▶ HOW TO COMPLETE THIS TASK: Reproduce the following entries exactly, leaving nothing out.

▶ EXTRACTED INFORMATION:

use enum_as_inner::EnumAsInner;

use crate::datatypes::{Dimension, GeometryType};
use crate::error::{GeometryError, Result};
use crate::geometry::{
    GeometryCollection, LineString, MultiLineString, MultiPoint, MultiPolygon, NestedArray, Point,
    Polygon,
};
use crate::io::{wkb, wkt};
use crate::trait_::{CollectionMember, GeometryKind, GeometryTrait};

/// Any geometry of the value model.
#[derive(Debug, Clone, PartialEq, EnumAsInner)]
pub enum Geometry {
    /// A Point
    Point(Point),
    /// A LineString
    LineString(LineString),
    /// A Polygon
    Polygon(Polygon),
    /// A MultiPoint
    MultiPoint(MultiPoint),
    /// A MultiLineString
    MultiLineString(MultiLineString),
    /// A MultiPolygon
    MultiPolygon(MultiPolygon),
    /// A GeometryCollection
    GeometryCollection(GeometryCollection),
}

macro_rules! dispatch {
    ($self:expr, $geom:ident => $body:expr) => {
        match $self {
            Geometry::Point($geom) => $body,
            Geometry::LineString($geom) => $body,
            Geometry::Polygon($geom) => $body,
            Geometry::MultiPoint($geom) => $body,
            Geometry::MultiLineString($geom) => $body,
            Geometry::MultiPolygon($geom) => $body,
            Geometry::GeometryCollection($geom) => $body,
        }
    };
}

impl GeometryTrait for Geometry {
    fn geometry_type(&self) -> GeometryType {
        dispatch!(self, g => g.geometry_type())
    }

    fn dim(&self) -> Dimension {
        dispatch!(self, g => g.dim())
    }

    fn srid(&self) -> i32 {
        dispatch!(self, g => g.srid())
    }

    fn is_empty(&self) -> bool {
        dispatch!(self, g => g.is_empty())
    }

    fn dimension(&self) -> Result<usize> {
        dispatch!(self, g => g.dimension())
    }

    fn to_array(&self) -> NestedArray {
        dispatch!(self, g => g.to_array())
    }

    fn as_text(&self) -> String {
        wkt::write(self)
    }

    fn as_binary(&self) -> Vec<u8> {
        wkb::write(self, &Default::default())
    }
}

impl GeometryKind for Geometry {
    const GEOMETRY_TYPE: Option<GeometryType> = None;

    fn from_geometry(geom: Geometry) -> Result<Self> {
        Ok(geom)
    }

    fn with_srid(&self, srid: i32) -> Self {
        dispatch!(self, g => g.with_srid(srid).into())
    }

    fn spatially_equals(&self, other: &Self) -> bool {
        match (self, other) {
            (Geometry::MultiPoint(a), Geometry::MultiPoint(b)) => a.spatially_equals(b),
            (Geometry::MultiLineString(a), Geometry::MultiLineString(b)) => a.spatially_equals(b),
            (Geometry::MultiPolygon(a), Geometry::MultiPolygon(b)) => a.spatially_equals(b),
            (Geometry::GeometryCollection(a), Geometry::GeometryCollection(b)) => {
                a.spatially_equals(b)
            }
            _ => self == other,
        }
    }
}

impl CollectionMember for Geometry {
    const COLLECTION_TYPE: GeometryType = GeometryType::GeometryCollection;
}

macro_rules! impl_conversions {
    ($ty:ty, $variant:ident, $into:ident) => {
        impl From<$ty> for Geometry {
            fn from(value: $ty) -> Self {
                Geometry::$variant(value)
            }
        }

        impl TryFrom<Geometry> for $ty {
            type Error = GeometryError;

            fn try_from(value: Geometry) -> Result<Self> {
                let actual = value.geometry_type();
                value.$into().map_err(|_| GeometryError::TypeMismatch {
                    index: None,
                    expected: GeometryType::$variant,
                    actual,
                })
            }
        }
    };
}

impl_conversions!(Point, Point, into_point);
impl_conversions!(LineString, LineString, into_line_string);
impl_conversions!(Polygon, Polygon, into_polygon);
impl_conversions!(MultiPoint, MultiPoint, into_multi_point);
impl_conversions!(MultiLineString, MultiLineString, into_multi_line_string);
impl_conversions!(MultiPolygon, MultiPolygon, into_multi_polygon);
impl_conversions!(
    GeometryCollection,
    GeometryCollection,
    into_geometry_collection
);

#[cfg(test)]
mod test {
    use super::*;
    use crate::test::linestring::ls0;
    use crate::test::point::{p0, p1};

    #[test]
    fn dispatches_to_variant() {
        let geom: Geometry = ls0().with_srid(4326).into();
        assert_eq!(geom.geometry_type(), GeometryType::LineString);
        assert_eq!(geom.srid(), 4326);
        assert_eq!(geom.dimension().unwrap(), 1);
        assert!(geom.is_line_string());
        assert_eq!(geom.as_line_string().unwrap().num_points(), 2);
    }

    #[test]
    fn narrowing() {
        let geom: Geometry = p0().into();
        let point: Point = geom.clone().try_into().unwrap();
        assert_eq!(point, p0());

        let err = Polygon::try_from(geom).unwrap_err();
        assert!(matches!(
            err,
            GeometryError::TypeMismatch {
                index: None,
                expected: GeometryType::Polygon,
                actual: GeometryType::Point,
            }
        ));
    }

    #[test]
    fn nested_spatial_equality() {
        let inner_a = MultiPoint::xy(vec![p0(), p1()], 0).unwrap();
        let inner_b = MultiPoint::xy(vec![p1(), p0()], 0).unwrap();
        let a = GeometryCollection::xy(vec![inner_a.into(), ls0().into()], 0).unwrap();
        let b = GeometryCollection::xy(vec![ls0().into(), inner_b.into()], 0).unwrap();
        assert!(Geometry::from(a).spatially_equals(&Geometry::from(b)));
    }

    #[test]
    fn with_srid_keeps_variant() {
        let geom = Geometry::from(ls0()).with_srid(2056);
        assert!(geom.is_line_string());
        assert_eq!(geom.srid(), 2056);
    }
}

▶ SOLUTION:
use enum_as_inner::EnumAsInner;

use crate::datatypes::{Dimension, GeometryType};
use crate::error::{GeometryError, Result};
use crate::geometry::{
    GeometryCollection, LineString, MultiLineString, MultiPoint, MultiPolygon, NestedArray, Point,
    Polygon,
};
use crate::io::{wkb, wkt};
use crate::trait_::{CollectionMember, GeometryKind, GeometryTrait};

/// Any geometry of the value model.
#[derive(Debug, Clone, PartialEq, EnumAsInner)]
pub enum Geometry {
    /// A Point
    Point(Point),
    /// A LineString
    LineString(LineString),
    /// A Polygon
    Polygon(Polygon),
    /// A MultiPoint
    MultiPoint(MultiPoint),
    /// A MultiLineString
    MultiLineString(MultiLineString),
    /// A MultiPolygon
    MultiPolygon(MultiPolygon),
    /// A GeometryCollection
    GeometryCollection(GeometryCollection),
}

macro_rules! dispatch {
    ($self:expr, $geom:ident => $body:expr) => {
        match $self {
            Geometry::Point($geom) => $body,
            Geometry::LineString($geom) => $body,
            Geometry::Polygon($geom) => $body,
            Geometry::MultiPoint($geom) => $body,
            Geometry::MultiLineString($geom) => $body,
            Geometry::MultiPolygon($geom) => $body,
            Geometry::GeometryCollection($geom) => $body,
        }
    };
}

impl GeometryTrait for Geometry {
    fn geometry_type(&self) -> GeometryType {
        dispatch!(self, g => g.geometry_type())
    }

    fn dim(&self) -> Dimension {
        dispatch!(self, g => g.dim())
    }

    fn srid(&self) -> i32 {
        dispatch!(self, g => g.srid())
    }

    fn is_empty(&self) -> bool {
        dispatch!(self, g => g.is_empty())
    }

    fn dimension(&self) -> Result<usize> {
        dispatch!(self, g => g.dimension())
    }

    fn to_array(&self) -> NestedArray {
        dispatch!(self, g => g.to_array())
    }

    fn as_text(&self) -> String {
        wkt::write(self)
    }

    fn as_binary(&self) -> Vec<u8> {
        wkb::write(self, &Default::default())
    }
}

impl GeometryKind for Geometry {
    const GEOMETRY_TYPE: Option<GeometryType> = None;

    fn from_geometry(geom: Geometry) -> Result<Self> {
        Ok(geom)
    }

    fn with_srid(&self, srid: i32) -> Self {
        dispatch!(self, g => g.with_srid(srid).into())
    }

    fn spatially_equals(&self, other: &Self) -> bool {
        match (self, other) {
            (Geometry::MultiPoint(a), Geometry::MultiPoint(b)) => a.spatially_equals(b),
            (Geometry::MultiLineString(a), Geometry::MultiLineString(b)) => a.spatially_equals(b),
            (Geometry::MultiPolygon(a), Geometry::MultiPolygon(b)) => a.spatially_equals(b),
            (Geometry::GeometryCollection(a), Geometry::GeometryCollection(b)) => {
                a.spatially_equals(b)
            }
            _ => self == other,
        }
    }
}

impl CollectionMember for Geometry {
    const COLLECTION_TYPE: GeometryType = GeometryType::GeometryCollection;
}

macro_rules! impl_conversions {
    ($ty:ty, $variant:ident, $into:ident) => {
        impl From<$ty> for Geometry {
            fn from(value: $ty) -> Self {
                Geometry::$variant(value)
            }
        }

        impl TryFrom<Geometry> for $ty {
            type Error = GeometryError;

            fn try_from(value: Geometry) -> Result<Self> {
                let actual = value.geometry_type();
                value.$into().map_err(|_| GeometryError::TypeMismatch {
                    index: None,
                    expected: GeometryType::$variant,
                    actual,
                })
            }
        }
    };
}

impl_conversions!(Point, Point, into_point);
impl_conversions!(LineString, LineString, into_line_string);
impl_conversions!(Polygon, Polygon, into_polygon);
impl_conversions!(MultiPoint, MultiPoint, into_multi_point);
impl_conversions!(MultiLineString, MultiLineString, into_multi_line_string);
impl_conversions!(MultiPolygon, MultiPolygon, into_multi_polygon);
impl_conversions!(
    GeometryCollection,
    GeometryCollection,
    into_geometry_collection
);

#[cfg(test)]
mod test {
    use super::*;
    use crate::test::linestring::ls0;
    use crate::test::point::{p0, p1};

    #[test]
    fn dispatches_to_variant() {
        let geom: Geometry = ls0().with_srid(4326).into();
        assert_eq!(geom.geometry_type(), GeometryType::LineString);
        assert_eq!(geom.srid(), 4326);
        assert_eq!(geom.dimension().unwrap(), 1);
        assert!(geom.is_line_string());
        assert_eq!(geom.as_line_string().unwrap().num_points(), 2);
    }

    #[test]
    fn narrowing() {
        let geom: Geometry = p0().into();
        let point: Point = geom.clone().try_into().unwrap();
        assert_eq!(point, p0());

        let err = Polygon::try_from(geom).unwrap_err();
        assert!(matches!(
            err,
            GeometryError::TypeMismatch {
                index: None,
                expected: GeometryType::Polygon,
                actual: GeometryType::Point,
            }
        ));
    }

    #[test]
    fn nested_spatial_equality() {
        let inner_a = MultiPoint::xy(vec![p0(), p1()], 0).unwrap();
        let inner_b = MultiPoint::xy(vec![p1(), p0()], 0).unwrap();
        let a = GeometryCollection::xy(vec![inner_a.into(), ls0().into()], 0).unwrap();
        let b = GeometryCollection::xy(vec![ls0().into(), inner_b.into()], 0).unwrap();
        assert!(Geometry::from(a).spatially_equals(&Geometry::from(b)));
    }

    #[test]
    fn with_srid_keeps_variant() {
        let geom = Geometry::from(ls0()).with_srid(2056);
        assert!(geom.is_line_string());
        assert_eq!(geom.srid(), 2056);
    }
}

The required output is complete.